I’m hilariously bad at keeping track of my things. Namely, my phone, my wallet, and my keys. I recently purchased some AirTags to help deal with this, but the form factor didn’t work for my wallet. Here’s how I went about slimming an AirTag down to fit better.
I’m not the first to do this, and videos from Andrew Ngai, photos from JEET3D, and the iFixit AirTag teardown proved to be very helpful.
The teardown
Graciously (for Apple), the battery is user-replaceable, so removing it and its cover is easy. Now the seam between the battery holder and the AirTag body is exposed.
On advice from the iFixit guide, I placed the AirTag in the jaws of a vice and squeezed it to widen the seam. From here, some gentle prying with a flathead screwdriver was enough to separate the two halves.
Here are the main PCB (black) and voice coil (orange ring). Looking at how fragile the voice coil was, I decided to give up on the AirTag’s speaker functionality and remove it entirely. With the amount of glue used, this took some patience. I’m hoping to come back to this project with a version-two that uses an external speaker or piezo element to bring back the beeping functionality.
Removing the main PCB was the hardest part, and took careful prying. After heating the AirTag from below with a heat gun, I used a spudger to pry under the plastic PCB fixture. The AirTag’s UWB antenna is printed onto the underside of this fixture, so it’s important to avoid damaging it.
That’s it! All of the AirTag’s functionality (apart from the speaker) is on the main PCB, and it’s just 3.6 mm thick, which is promising for our slim version.
The rebuild
If the battery and main PCB are placed side by side, the AirTag could be a lot thinner, while trading off a larger footprint. Now, I just needed to reconnect the battery to the main PCB.
I threw together a print to act as a battery holder and mount for the main board. Some spare resistor leads act as battery contacts. They go through two grooves in the print and are soldered to the corresponding pads on the PCB. Importantly, the two positive battery terminals on the PCB are not redundant, so both must be connected to the positive terminal of the battery. Here’s what the assembly looks like mounted in the 3D-printed case.
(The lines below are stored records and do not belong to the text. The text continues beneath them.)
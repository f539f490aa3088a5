//! Kinesis client adapter.
//!
//! Wraps one batch put per call with timing, audit logging, and sample
//! reporting. Failures never reach the caller: they are attached to the
//! reported samples and otherwise dropped. There is no retry.

use crate::audit::AuditLog;
use crate::batch::BatchEntry;
use crate::config::ClientConfig;
use crate::error::IngestError;
use crate::sink::{KinesisSink, RecordSink};
use chrono::{Local, Utc};
use loadtest_harness::{MetricsSink, RequestSample};
use std::sync::Arc;
use std::time::Instant;
use tracing::{debug, info, warn};

/// Request type label on reported samples.
pub const REQUEST_TYPE: &str = "Send data";

/// Target label on reported samples.
pub const REQUEST_NAME: &str = "Kinesis";

/// Sends batches to one stream and reports their latency.
///
/// # Example
///
/// ```ignore
/// let config = ClientConfig::from_args(&args)?;
/// let stats = Arc::new(StatsCollector::new());
/// let client = KinesisClient::connect(&config, stats.clone()).await;
///
/// let (envelope, key) = Synthesizer::from_entropy().synthesize_transaction();
/// client.send(&[BatchEntry::from_envelope(&envelope, key)?]).await;
/// ```
pub struct KinesisClient {
    sink: Arc<dyn RecordSink>,
    metrics: Arc<dyn MetricsSink>,
    stream_name: String,
    batch_size: usize,
    audit_log: Option<AuditLog>,
}

impl KinesisClient {
    /// Create a client over an arbitrary record sink.
    pub fn new(
        config: &ClientConfig,
        sink: Arc<dyn RecordSink>,
        metrics: Arc<dyn MetricsSink>,
    ) -> Self {
        Self {
            sink,
            metrics,
            stream_name: config.stream_name.clone(),
            batch_size: config.batch_size,
            audit_log: config.audit_log.clone().map(AuditLog::new),
        }
    }

    /// Create a client backed by the AWS Kinesis API.
    pub async fn connect(config: &ClientConfig, metrics: Arc<dyn MetricsSink>) -> Self {
        let sink = KinesisSink::new(&config.region).await;
        info!(
            "Created Kinesis client in '{}' for Kinesis stream '{}'",
            config.region, config.stream_name
        );
        Self::new(config, Arc::new(sink), metrics)
    }

    pub fn stream_name(&self) -> &str {
        &self.stream_name
    }

    pub fn batch_size(&self) -> usize {
        self.batch_size
    }

    /// Submit `batch` in one call and report `batch_size` samples.
    pub async fn send(&self, batch: &[BatchEntry]) {
        let start_time = Utc::now();
        let local_start = Local::now();
        let timer = Instant::now();

        let result = match batch.first() {
            Some(_) => self.sink.put_records(&self.stream_name, batch).await,
            None => Err(IngestError::EmptyBatch),
        };

        let error = match result {
            Ok(()) => {
                if let (Some(log), Some(first)) = (&self.audit_log, batch.first()) {
                    // Separate failure boundary: the put already succeeded
                    if let Err(e) = log.append(&first.partition_key, &local_start) {
                        warn!(
                            "Failed to append to audit log {:?}: {}",
                            log.path(),
                            e
                        );
                    }
                }
                None
            }
            Err(e) => {
                debug!("Send to '{}' failed: {}", self.stream_name, e);
                Some(e.to_string())
            }
        };

        let response_time_ms = timer.elapsed().as_secs_f64() * 1000.0;

        let sample = RequestSample {
            request_type: REQUEST_TYPE.to_string(),
            name: REQUEST_NAME.to_string(),
            start_time,
            response_time_ms,
            response_length: 0,
            error,
        };

        for _ in 0..self.batch_size {
            self.metrics.record(sample.clone());
        }
    }
}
The battery is just pressed into place, making contact with the battery leads. I also designed a cover to slightly protect the PCB. It’s also pressed into place.
My final design is 4 mm thick, which is about half the thickness of the original AirTag at 7.9 mm. From some testing, it doesn’t seem like I’ve changed the functionality of the tag, apart from the loss of the speaker, which is something I’m hoping to come back to.